The 1911 penny marks the first copper coin struck for the Commonwealth of Australia, 10 years after Federation. It was produced at the Royal mint, London as the Australian mints were not yet ready to produce copper coins. Being the first year of Australian coinage, the mintage had to be high at 3.7 million to ensure that demand for circulating coinage would be met with sufficient supply. Consequently the 1911 is one of the more common dates of the series despite being the earliest.
In mint state grades it is the most common in the series, being the oldest, it was frequently hoarded and in addition, London coin dealer Baldwins also held at least two mint rolls of the date which accounts for their abundance in mint state with original mint brilliance, almost unheard of in George V coinage. In fact it is the only date in the George V series and one of only about 12 dates in the entire penny series that is readily available with full mint brilliance.
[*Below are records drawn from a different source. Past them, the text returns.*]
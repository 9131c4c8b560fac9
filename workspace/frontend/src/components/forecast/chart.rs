use std::rc::Rc;
use yew::prelude::*;
use common::forecast::{anomaly_bands, build_chart_data, trend_points};
use common::{AnomalyBand, AnomalyOverlay, ChartPoint, DashboardError, ForecastBundle, ViewMode};
use plotly::common::{DashType, Fill, Line, Mode};
use plotly::{Layout, Plot, Scatter};
use serde_json::{json, Value};
use web_sys::HtmlElement;
use crate::common::plot::render_plot;

#[derive(Properties, PartialEq)]
pub struct Props {
    pub bundle: Rc<ForecastBundle>,
    pub mode: ViewMode,
    pub div_id: String,
}

fn column(points: &[ChartPoint], field: fn(&ChartPoint) -> Option<f64>) -> Option<Vec<Option<f64>>> {
    let values: Vec<Option<f64>> = points.iter().map(field).collect();
    values.iter().any(Option::is_some).then_some(values)
}

fn line_trace(
    dates: &[String],
    values: Vec<Option<f64>>,
    name: &str,
    line: Line,
) -> Box<Scatter<String, Option<f64>>> {
    Scatter::new(dates.to_vec(), values)
        .mode(Mode::Lines)
        .name(name)
        .line(line)
}

fn build_plot(points: &[ChartPoint], bundle: &ForecastBundle, mode: ViewMode) -> Plot {
    let dates: Vec<String> = points.iter().map(|p| p.fecha.clone()).collect();
    let mut plot = Plot::new();

    // Band first so the lines are drawn on top of it.
    if let (Some(lower), Some(upper)) = (column(points, |p| p.lower), column(points, |p| p.upper)) {
        plot.add_trace(
            Scatter::new(dates.clone(), upper)
                .mode(Mode::Lines)
                .name("Límite superior")
                .line(Line::new().width(0.0))
                .show_legend(false),
        );
        plot.add_trace(
            Scatter::new(dates.clone(), lower)
                .mode(Mode::Lines)
                .name("Intervalo de confianza")
                .line(Line::new().width(0.0))
                .fill(Fill::ToNextY)
                .fill_color("rgba(34, 197, 94, 0.15)"),
        );
    }

    if let Some(actual) = column(points, |p| p.actual) {
        plot.add_trace(line_trace(
            &dates,
            actual,
            "Real",
            Line::new().color("rgb(59, 130, 246)").width(2.0),
        ));
    }
    if let Some(fitted) = column(points, |p| p.fitted) {
        plot.add_trace(line_trace(
            &dates,
            fitted,
            "Ajuste (entrenamiento)",
            Line::new().color("rgb(107, 114, 128)").width(1.5).dash(DashType::Dash),
        ));
    }
    if let Some(validation) = column(points, |p| p.validation_predicted) {
        plot.add_trace(line_trace(
            &dates,
            validation,
            "Predicción (validación)",
            Line::new().color("rgb(249, 115, 22)").width(2.0),
        ));
    }
    if let Some(predicted) = column(points, |p| p.predicted) {
        plot.add_trace(line_trace(
            &dates,
            predicted,
            "Pronóstico",
            Line::new().color("rgb(34, 197, 94)").width(2.0),
        ));
    }

    if mode == ViewMode::All {
        let trend = trend_points(bundle);
        if trend.iter().any(|t| t.trend.is_some()) {
            let trend_dates: Vec<String> = trend.iter().map(|t| t.fecha.clone()).collect();
            let values: Vec<Option<f64>> = trend.iter().map(|t| t.trend).collect();
            plot.add_trace(line_trace(
                &trend_dates,
                values,
                "Tendencia",
                Line::new().color("rgb(156, 163, 175)").width(1.0).dash(DashType::Dot),
            ));
        }
    }

    plot.set_layout(
        Layout::new()
            .x_axis(plotly::layout::Axis::new().title("Fecha"))
            .y_axis(plotly::layout::Axis::new().title("Afluencia"))
            .height(450),
    );
    plot
}

/// Layout additions for the anomaly overlay: one shaded band and one label
/// per anomaly, regardless of the view mode.
fn anomaly_overlay(bands: &[AnomalyBand]) -> Value {
    let shapes: Vec<Value> = bands
        .iter()
        .map(|band| {
            json!({
                "type": "rect",
                "xref": "x",
                "yref": "paper",
                "x0": band.start,
                "x1": band.end,
                "y0": 0,
                "y1": 1,
                "fillcolor": "rgba(239, 68, 68, 0.12)",
                "line": {"width": 0},
                "layer": "below"
            })
        })
        .collect();
    let annotations: Vec<Value> = bands
        .iter()
        .map(|band| {
            json!({
                "x": band.start,
                "y": 1,
                "xref": "x",
                "yref": "paper",
                "text": band.label,
                "showarrow": false,
                "xanchor": "left",
                "yanchor": "bottom",
                "font": {"size": 11, "color": "rgb(185, 28, 28)"}
            })
        })
        .collect();

    json!({
        "shapes": shapes,
        "annotations": annotations,
        "hovermode": "x unified",
        "legend": {"orientation": "h"}
    })
}

/// Non-fatal: the chart still renders next to it.
fn render_warning(issue: &DashboardError) -> Html {
    html! {
        <div class="alert alert-warning mb-2">
            <i class="fas fa-exclamation-triangle"></i>
            <span>{issue.to_string()}</span>
        </div>
    }
}

#[function_component(ForecastChart)]
pub fn forecast_chart(props: &Props) -> Html {
    let container_ref = use_node_ref();
    let data = use_memo((props.bundle.clone(), props.mode), |(bundle, mode)| {
        build_chart_data(bundle, *mode)
    });
    let overlay: Rc<AnomalyOverlay> = use_memo(props.bundle.clone(), |bundle| anomaly_bands(bundle));

    use_effect_with(
        (
            container_ref.clone(),
            data.clone(),
            overlay.clone(),
            props.bundle.clone(),
            props.mode,
            props.div_id.clone(),
        ),
        move |(container_ref, data, overlay, bundle, mode, div_id)| {
            if let Some(element) = container_ref.cast::<HtmlElement>() {
                element.set_id(div_id);
                let plot = build_plot(&data.points, bundle, *mode);
                render_plot(div_id, &plot, anomaly_overlay(&overlay.bands));
            }
            || ()
        },
    );

    let warnings = [data.rendering_issue(), overlay.rendering_issue()];

    html! {
        <>
            { for warnings.iter().flatten().map(render_warning) }
            if data.points.is_empty() {
                <div class="text-center py-8 text-gray-500">
                    <p>{format!("No hay datos para el modo \"{}\".", props.mode)}</p>
                </div>
            }
            <div ref={container_ref} style="width:100%; height:450px;"></div>
        </>
    }
}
Being the only George V date readily available in such condition, and also being the first year, it is heavily targeted by type set collectors and consequently commands high premiums in red mint state despite its abundance.
The strike is usually good but the date sometimes suffers from a central strike weakness, usually offset towards the top of the coin. This is most noticeable around the top scroll and N of ONE on the reverse, and the King's head and the band on the crown on the obverse as in the illustrations below.
The Royal mint London also produced specimen strikes in 1911 as part of a six coin specimen set but an additional 4 coin proof set did not contain the penny.